On March 18, 2020 the New York State Legislature passed, and Governor Cuomo signed into law, a mandatory sick leave law benefitting many employees in New York State affected by the COVID-19 crisis. New York’s new law sets forth minimum requirements for employers to provide sick leave to, and prescribes specific benefits to, employees who are subject to an order of quarantine or isolation due to COVID-19.
Until now, New York State did not have state-mandated sick leave, nor did the state’s existing laws clearly provide for paid family leave, disability benefits or unemployment insurance in situations like those that have arisen during this crisis. The new law, which goes into effect immediately, aims to clarify these points.
Mandatory Sick Leave Measures Directed at the COVID-19 Crisis
The law implements protections for employees who the state, the department of health, a local board of health or any other duly authorized governmental entity has ordered into mandatory or precautionary quarantine or isolation, and those employees who have dependent minor children who have been directed to quarantine or isolate. Notably, this suggests that if an employee does not have confirming documentation from the state, or a state or local department of health, or another governmental entity duly authorized to issue such an order, they will not be subject to the protections of this law.
We expect coverage under the existing New York paid family leave and disability laws to extend to those employees who contract COVID-19 or have to take time off to care for covered family members who contract COVID-19. However, this new law only addresses the need for employees to take time off because they or their minor dependent child become subject to a mandatory or precautionary quarantine or isolation order, as described above.

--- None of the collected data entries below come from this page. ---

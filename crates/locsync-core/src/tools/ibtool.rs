//! `ibtool` driver for `.xib` and `.storyboard` files

use locsync_fs::{NormalizedPath, checksum};
use tempfile::TempDir;

use super::{UiResourceTool, run_tool};
use crate::Result;
use crate::local::{LocalStore, keyset_name, localized_path, strings};
use crate::model::{Key, Keyset, Value};

const DEFAULT_PROGRAM: &str = "ibtool";
const UI_EXTENSIONS: &[&str] = &["xib", "storyboard"];

/// Drives `ibtool` for interface files under `<lang>.lproj` directories.
pub struct Ibtool {
    local: LocalStore,
    development_language: String,
    program: String,
}

impl Ibtool {
    pub fn new(root: impl Into<NormalizedPath>, development_language: impl Into<String>) -> Self {
        Self {
            local: LocalStore::new(root),
            development_language: development_language.into(),
            program: DEFAULT_PROGRAM.to_string(),
        }
    }

    pub fn with_program(mut self, program: impl Into<String>) -> Self {
        self.program = program.into();
        self
    }

    fn variant(&self, file: &NormalizedPath, language: &str) -> NormalizedPath {
        if language == self.development_language {
            file.clone()
        } else {
            localized_path(file, language)
        }
    }
}

impl UiResourceTool for Ibtool {
    fn is_extractable(&self, file: &NormalizedPath, language: &str) -> bool {
        let is_ui = file
            .extension()
            .is_some_and(|ext| UI_EXTENSIONS.contains(&ext));
        is_ui && self.local.exists(&self.variant(file, language))
    }

    fn is_localizable(&self, file: &NormalizedPath) -> Result<bool> {
        if !self.is_extractable(file, &self.development_language) {
            return Ok(false);
        }
        Ok(!self.extract_strings(file, &self.development_language)?.is_empty())
    }

    fn strings_path(&self, file: &NormalizedPath, language: &str) -> NormalizedPath {
        let variant = self.variant(file, language);
        let stem = variant.file_stem().unwrap_or_default();
        let name = format!("{stem}.strings");
        match variant.parent() {
            Some(parent) => parent.join(&name),
            None => NormalizedPath::new(name),
        }
    }

    fn extract_strings(&self, file: &NormalizedPath, language: &str) -> Result<Keyset> {
        let scratch = TempDir::new()?;
        let output = NormalizedPath::new(scratch.path()).join("export.strings");
        let input = self.local.absolute(&self.variant(file, language));
        run_tool(
            &self.program,
            ["--export-strings-file", output.as_str(), input.as_str()],
        )?;

        let mut keyset = Keyset::new(keyset_name(&self.strings_path(file, language)));
        let content = strings::decode(&locsync_fs::io::read_bytes(&output)?);
        let entries = strings::parse(&content).map_err(|e| crate::Error::Tool {
            tool: self.program.clone(),
            message: format!("unreadable export for {file} at line {}: {}", e.line, e.message),
        })?;
        keyset.extend(entries.into_iter().map(|entry| {
            let mut key = Key::new(entry.key).with_value(language, Value::unapproved(entry.value));
            key.context = entry.comment;
            key
        }));
        Ok(keyset)
    }

    fn import_strings(&self, file: &NormalizedPath, language: &str) -> Result<()> {
        let exported = self.extract_strings(file, language)?;
        let path = self.strings_path(file, language);
        let mut current = self.local.read_keyset(&path, language)?;

        let mut added = 0;
        for key in exported.keys() {
            if !current.contains(&key.name) {
                current.insert(key.clone());
                added += 1;
            }
        }
        if added > 0 {
            self.local.write_keyset(&current, &path, language)?;
            tracing::debug!(file = %file, path = %path, added, "Imported new UI strings");
        }
        Ok(())
    }

    fn localize(&self, file: &NormalizedPath, language: &str) -> Result<()> {
        let strings_path = self.strings_path(file, language);
        if !self.local.exists(&strings_path) {
            tracing::debug!(file = %file, language, "No translations yet, skipping");
            return Ok(());
        }

        let target = self.local.absolute(&self.variant(file, language));
        if let Some(parent) = target.parent() {
            std::fs::create_dir_all(parent.to_native())?;
        }
        let source = self.local.absolute(file);
        let strings = self.local.absolute(&strings_path);
        run_tool(
            &self.program,
            [
                "--import-strings-file",
                strings.as_str(),
                "--write",
                target.as_str(),
                source.as_str(),
            ],
        )?;
        tracing::debug!(file = %file, language, "Localized");
        Ok(())
    }

    fn fingerprint(&self, file: &NormalizedPath) -> Result<String> {
        Ok(checksum::compute_file_checksum(&self.local.absolute(file))?)
    }
}
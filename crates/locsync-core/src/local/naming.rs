//! Keyset names and resource paths
//!
//! A keyset name is its resource path without the `<lang>.lproj` segment
//! and without extension: `Modules/Auth/en.lproj/Login.strings` is
//! `Modules/Auth/Login`, `en.lproj/Login.strings` is `Login`.

use locsync_fs::NormalizedPath;

/// Extension of local resource files.
pub const RESOURCE_EXTENSION: &str = "strings";

/// Suffix of per-language resource directories.
pub const LPROJ_SUFFIX: &str = ".lproj";

/// Derive a keyset name from a root-relative resource path.
pub fn keyset_name(path: &NormalizedPath) -> String {
    let stem = path.file_stem().unwrap_or_default();
    let mut dir = path.parent();
    if let Some(parent) = &dir
        && parent.file_name().is_some_and(|n| n.ends_with(LPROJ_SUFFIX))
    {
        dir = parent.parent();
    }
    match dir {
        Some(dir) if !dir.as_str().is_empty() => format!("{}/{}", dir.as_str(), stem),
        _ => stem.to_string(),
    }
}

/// Root-relative path of the `language` file for `keyset_name`.
pub fn resource_path(keyset_name: &str, language: &str) -> NormalizedPath {
    match keyset_name.rsplit_once('/') {
        Some((dir, base)) => NormalizedPath::new(format!(
            "{dir}/{language}{LPROJ_SUFFIX}/{base}.{RESOURCE_EXTENSION}"
        )),
        None => NormalizedPath::new(format!(
            "{language}{LPROJ_SUFFIX}/{keyset_name}.{RESOURCE_EXTENSION}"
        )),
    }
}

/// The sibling of `path` for another language: the same file name under
/// `<language>.lproj` instead of the current language directory.
pub fn localized_path(path: &NormalizedPath, language: &str) -> NormalizedPath {
    let name = path.file_name().unwrap_or_default();
    let mut dir = path.parent();
    if let Some(parent) = &dir
        && parent.file_name().is_some_and(|n| n.ends_with(LPROJ_SUFFIX))
    {
        dir = parent.parent();
    }
    let lproj = format!("{language}{LPROJ_SUFFIX}");
    match dir {
        Some(dir) => dir.join(&lproj).join(name),
        None => NormalizedPath::new(lproj).join(name),
    }
}

#[cfg(test)]
mod tests {
    use super::*;
    use rstest::rstest;

    #[rstest]
    #[case("en.lproj/Login.strings", "Login")]
    #[case("Modules/Auth/en.lproj/Login.strings", "Modules/Auth/Login")]
    #[case("Login.strings", "Login")]
    #[case("Resources/Login.strings", "Resources/Login")]
    fn keyset_name_derivation(#[case] path: &str, #[case] expected: &str) {
        assert_eq!(keyset_name(&NormalizedPath::new(path)), expected);
    }

    #[rstest]
    #[case("Login", "fr", "fr.lproj/Login.strings")]
    #[case("Modules/Auth/Login", "de", "Modules/Auth/de.lproj/Login.strings")]
    fn resource_path_derivation(#[case] name: &str, #[case] language: &str, #[case] expected: &str) {
        assert_eq!(resource_path(name, language).as_str(), expected);
    }

    #[test]
    fn localized_path_swaps_lproj() {
        let path = NormalizedPath::new("Modules/en.lproj/Main.strings");
        assert_eq!(localized_path(&path, "fr").as_str(), "Modules/fr.lproj/Main.strings");
    }

    #[test]
    fn localized_path_keeps_extension() {
        let path = NormalizedPath::new("en.lproj/Main.xib");
        assert_eq!(localized_path(&path, "de").as_str(), "de.lproj/Main.xib");
    }
}
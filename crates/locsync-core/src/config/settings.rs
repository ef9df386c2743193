//! Resolved, immutable configuration

use std::collections::BTreeSet;

use locsync_fs::NormalizedPath;

use super::manifest::{Manifest, RemoteKind};
use crate::{Error, Result};

const DEFAULT_DEVELOPMENT_LANGUAGE: &str = "en";
const DEFAULT_REMOTE_DIR: &str = ".locsync/remote";

/// Where remote keysets live.
#[derive(Debug, Clone, PartialEq, Eq)]
pub enum RemoteConfig {
    /// Directory store; relative paths resolve against the project root
    Directory { path: String },
    Memory,
}

/// Effective configuration, fixed for the lifetime of a run.
#[derive(Debug, Clone, PartialEq, Eq)]
pub struct Config {
    pub development_language: String,
    pub target_languages: BTreeSet<String>,
    pub source_files: Vec<String>,
    pub resource_files: Vec<String>,
    pub xib_files: Vec<String>,
    pub remote: RemoteConfig,
}

impl Config {
    /// Build a configuration from a (merged) manifest, filling defaults.
    pub fn from_manifest(manifest: &Manifest) -> Result<Self> {
        let development_language = manifest
            .development_language
            .clone()
            .unwrap_or_else(|| DEFAULT_DEVELOPMENT_LANGUAGE.to_string());
        validate_language(&development_language)?;

        let mut target_languages = BTreeSet::new();
        for language in manifest.languages.iter().flatten() {
            validate_language(language)?;
            if *language != development_language {
                target_languages.insert(language.clone());
            }
        }

        let source_files = manifest
            .source_files
            .clone()
            .unwrap_or_else(|| vec!["**/*.swift".into(), "**/*.m".into()]);
        let resource_files = manifest
            .resource_files
            .clone()
            .unwrap_or_else(|| vec![format!("**/{development_language}.lproj/*.strings")]);
        let xib_files = manifest
            .xib_files
            .clone()
            .unwrap_or_else(|| vec![format!("**/{development_language}.lproj/*.xib")]);

        let remote = match &manifest.remote {
            None => RemoteConfig::Directory {
                path: DEFAULT_REMOTE_DIR.to_string(),
            },
            Some(section) => match section.kind {
                RemoteKind::Memory => RemoteConfig::Memory,
                RemoteKind::Directory => RemoteConfig::Directory {
                    path: section
                        .path
                        .clone()
                        .unwrap_or_else(|| DEFAULT_REMOTE_DIR.to_string()),
                },
            },
        };

        Ok(Self {
            development_language,
            target_languages,
            source_files,
            resource_files,
            xib_files,
            remote,
        })
    }

    /// Development language first, then targets in order.
    pub fn all_languages(&self) -> Vec<String> {
        std::iter::once(self.development_language.clone())
            .chain(self.target_languages.iter().cloned())
            .collect()
    }

    /// Absolute remote directory for a directory remote.
    pub fn remote_dir(&self, root: &NormalizedPath) -> Option<NormalizedPath> {
        match &self.remote {
            RemoteConfig::Directory { path } if std::path::Path::new(path).is_absolute() => {
                Some(NormalizedPath::new(path))
            }
            RemoteConfig::Directory { path } => Some(root.join(path)),
            RemoteConfig::Memory => None,
        }
    }
}

fn validate_language(language: &str) -> Result<()> {
    let valid = !language.is_empty()
        && language
            .chars()
            .all(|c| c.is_ascii_alphanumeric() || c == '-' || c == '_');
    if valid {
        Ok(())
    } else {
        Err(Error::InvalidConfig {
            message: format!("invalid language code '{language}'"),
        })
    }
}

Under the new law, employees of small businesses (10 employees or fewer) receive:
- Unpaid sick leave until the end of the quarantine/isolation order;
- Immediate qualification for paid family leave if they are required to care for a minor dependent child who is ordered to quarantine or isolate; and
- Immediate eligibility for temporary disability benefits, payable on the first day of disability, thus bypassing the regular waiting periods for such benefits (if the employee is required to quarantine or self-isolate).
Employees of medium size employers (11-99 employees) and small employers with income of at least $1 million in 2019 receive: five paid sick days, followed by unpaid sick leave until the quarantine/isolation order ends; after the first five paid days, the employee qualifies immediately for paid family leave and disability benefits, if applicable.
Employees of large employers (100 or more employees) and public entities (states, cities, towns, school boards, etc.) are entitled to 14 paid sick days.
Disability and paid family leave benefits may be paid concurrently to an eligible employee, but an employee may not collect any benefits that would exceed $840.70 in paid family leave or $2,043.92 in disability per week.
Unlike other sick leave laws, the new New York law provides full job protection to employees during the period of their absence. Moreover, employees cannot be terminated, demoted or subject to retaliation because they request or use sick leave under the law.
Exclusions Based on Risky Behavior or Ability to Continue to Work Remotely
The paid leave aspects of the law do not apply to employees who:
- Choose to travel abroad to countries subject to a CDC level two or level three travel health notice if the travel is not for work and the employee is notified in advance of the travel health notice and the effect such travel would have on the employee’s rights under the law (such employees remain protected, however, by the unpaid leave provisions of the law); or
- Are asymptomatic or have not yet been diagnosed with any condition, and are able to continue working while quarantined or isolated.